In this notebook we will implement the model from [Learning Phrase Representations using RNN Encoder-Decoder for Statistical Machine Translation](https://arxiv.org/pdf/1406.1078.pdf) paper. This model will have better test perplexity than the [Basic MT model](https://github.com/graviraja/100-Days-of-NLP/blob/master/applications/generation/Basic%20Machine%20Translation.ipynb) whilst using only single layer RNN in both encoder and decoder.

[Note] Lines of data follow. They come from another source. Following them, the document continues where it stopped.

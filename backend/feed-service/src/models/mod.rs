use chrono::{DateTime, Utc};
use serde::{Deserialize, Serialize};
use std::collections::BTreeMap;
use uuid::Uuid;

#[derive(Debug, Clone, PartialEq, Serialize, Deserialize, sqlx::FromRow)]
pub struct Post {
    pub id: Uuid,
    /// Author
    pub user_id: Uuid,
    pub content: String,
    pub image_url: Option<String>,
    pub created_at: DateTime<Utc>,
    pub updated_at: Option<DateTime<Utc>>,
    pub likes_count: Option<i32>,
    pub comments_count: Option<i32>,
    pub shares_count: Option<i32>,
}

impl Post {
    pub fn new(user_id: Uuid, content: impl Into<String>, image_url: Option<String>) -> Self {
        Self {
            id: Uuid::new_v4(),
            user_id,
            content: content.into(),
            image_url,
            created_at: Utc::now(),
            updated_at: None,
            likes_count: Some(0),
            comments_count: Some(0),
            shares_count: Some(0),
        }
    }

    pub fn likes(&self) -> i64 {
        self.likes_count.unwrap_or(0).into()
    }

    pub fn comments(&self) -> i64 {
        self.comments_count.unwrap_or(0).into()
    }

    pub fn shares(&self) -> i64 {
        self.shares_count.unwrap_or(0).into()
    }
}

/// Maintained counter on a post row
#[derive(Debug, Clone, Copy, PartialEq, Eq)]
pub enum PostCounter {
    Likes,
    Comments,
    Shares,
}

impl PostCounter {
    pub fn column(&self) -> &'static str {
        match self {
            PostCounter::Likes => "likes_count",
            PostCounter::Comments => "comments_count",
            PostCounter::Shares => "shares_count",
        }
    }
}

#[derive(Debug, Clone, PartialEq, Serialize, Deserialize, sqlx::FromRow)]
pub struct Comment {
    pub id: Uuid,
    pub post_id: Uuid,
    pub user_id: Uuid,
    pub content: String,
    pub created_at: DateTime<Utc>,
    pub updated_at: Option<DateTime<Utc>>,
}

impl Comment {
    pub fn new(post_id: Uuid, user_id: Uuid, content: impl Into<String>) -> Self {
        Self {
            id: Uuid::new_v4(),
            post_id,
            user_id,
            content: content.into(),
            created_at: Utc::now(),
            updated_at: None,
        }
    }
}

#[derive(
    Debug, Clone, Copy, PartialEq, Eq, PartialOrd, Ord, Hash, Serialize, Deserialize, sqlx::Type,
)]
#[repr(i16)]
pub enum ReactionKind {
    Like = 1,
    Love = 2,
    Haha = 3,
    Wow = 4,
    Sad = 5,
    Angry = 6,
    Dislike = 7,
    Care = 8,
}

/// Whether a reaction targets the post itself or one of its comments
#[derive(Debug, Clone, Copy, PartialEq, Eq, Serialize, Deserialize, sqlx::Type)]
#[repr(i16)]
pub enum ReactionScope {
    Post = 1,
    Comment = 2,
}

impl ReactionScope {
    pub fn for_target(comment_id: Option<Uuid>) -> Self {
        match comment_id {
            Some(_) => ReactionScope::Comment,
            None => ReactionScope::Post,
        }
    }
}

#[derive(Debug, Clone, PartialEq, Serialize, Deserialize, sqlx::FromRow)]
pub struct Reaction {
    pub id: Uuid,
    pub user_id: Uuid,
    pub post_id: Uuid,
    pub comment_id: Option<Uuid>,
    pub kind: ReactionKind,
    pub scope: ReactionScope,
    pub created_at: DateTime<Utc>,
}

impl Reaction {
    pub fn new(user_id: Uuid, post_id: Uuid, comment_id: Option<Uuid>, kind: ReactionKind) -> Self {
        Self {
            id: Uuid::new_v4(),
            user_id,
            post_id,
            comment_id,
            kind,
            scope: ReactionScope::for_target(comment_id),
            created_at: Utc::now(),
        }
    }
}

/// What a reaction upsert did to the stored row
#[derive(Debug, Clone, Copy, PartialEq, Eq)]
pub enum UpsertChange {
    Inserted,
    Updated,
    Unchanged,
}

#[derive(Debug, Clone)]
pub struct UpsertOutcome {
    pub reaction: Reaction,
    pub change: UpsertChange,
}

#[derive(Debug, Clone, PartialEq, Serialize, Deserialize, sqlx::FromRow)]
pub struct FollowEdge {
    pub id: Uuid,
    pub follower_id: Uuid,
    pub followee_id: Uuid,
    pub is_following: bool,
    /// The followee follows back
    pub is_follower: bool,
    pub is_blocked: bool,
    pub followed_at: Option<DateTime<Utc>>,
    pub unfollowed_at: Option<DateTime<Utc>>,
    pub blocked_at: Option<DateTime<Utc>>,
    pub unblocked_at: Option<DateTime<Utc>>,
    pub updated_at: DateTime<Utc>,
}

impl FollowEdge {
    /// Fresh edge with no relationship flags set
    pub fn new(follower_id: Uuid, followee_id: Uuid) -> Self {
        Self {
            id: Uuid::new_v4(),
            follower_id,
            followee_id,
            is_following: false,
            is_follower: false,
            is_blocked: false,
            followed_at: None,
            unfollowed_at: None,
            blocked_at: None,
            unblocked_at: None,
            updated_at: Utc::now(),
        }
    }

    /// Counts toward the follower's candidate set
    pub fn is_active(&self) -> bool {
        self.is_following && !self.is_blocked
    }
}

#[derive(Debug, Clone, Copy, PartialEq, Eq, Serialize, Deserialize)]
pub struct FollowCounts {
    pub user_id: Uuid,
    pub followers: i64,
    pub following: i64,
}

/// How the viewer and another account relate, read from both edges
#[derive(Debug, Clone, Copy, PartialEq, Eq, Serialize, Deserialize)]
pub struct Relationship {
    pub user_id: Uuid,
    pub is_following: bool,
    pub is_followed_by: bool,
    pub is_blocked: bool,
    pub is_blocked_by: bool,
}

#[derive(Debug, Clone, PartialEq)]
pub struct ScoredCandidate {
    pub post: Post,
    pub score: f64,
}

/// Post as returned in an assembled feed page
#[derive(Debug, Clone, PartialEq, Serialize, Deserialize)]
pub struct FeedPost {
    pub id: Uuid,
    pub user_id: Uuid,
    pub content: String,
    pub image_url: Option<String>,
    pub created_at: DateTime<Utc>,
    pub updated_at: Option<DateTime<Utc>>,
    pub likes_count: i64,
    pub comments_count: i64,
    pub shares_count: i64,
    pub ranking_score: f64,
}

impl From<ScoredCandidate> for FeedPost {
    fn from(candidate: ScoredCandidate) -> Self {
        let ScoredCandidate { post, score } = candidate;
        FeedPost {
            likes_count: post.likes(),
            comments_count: post.comments(),
            shares_count: post.shares(),
            id: post.id,
            user_id: post.user_id,
            content: post.content,
            image_url: post.image_url,
            created_at: post.created_at,
            updated_at: post.updated_at,
            ranking_score: score,
        }
    }
}

#[derive(Debug, Clone, PartialEq, Serialize, Deserialize)]
pub struct ReactionStatus {
    pub post_id: Uuid,
    pub comment_id: Option<Uuid>,
    /// Total over every reaction kind
    pub likes_count: i64,
    pub has_reacted: bool,
    pub user_reaction: Option<ReactionKind>,
    pub reaction_counts: BTreeMap<ReactionKind, i64>,
}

![](https://drive.google.com/uc?id=1zPgyT1xZ0g37OAbFM6HWSI1mxfOUxTbJ)

### Resources
- [Unreasonable effectiveness of RNN](http://karpathy.github.io/2015/05/21/rnn-effectiveness/)
- [Ben Trevett Seq2Seq](https://github.com/bentrevett/pytorch-seq2seq)
- [Multi30K dataset](https://pytorch.org/text/datasets.html#multi30k)

## Initial Setup

In [0]:
import time
import math
import random
import spacy
import numpy as np

import torch
import torch.nn as nn
import torch.optim as optim

from torchtext.data import Field, BucketIterator
from torchtext.datasets import Multi30k

In [0]:
SEED = 1234

random.seed(SEED)
np.random.seed(SEED)
torch.manual_seed(SEED)
torch.cuda.manual_seed(SEED)
torch.backends.cudnn.deterministic = True

## Tokenization

For tokenizing the english and german sentences, we will be using spacy.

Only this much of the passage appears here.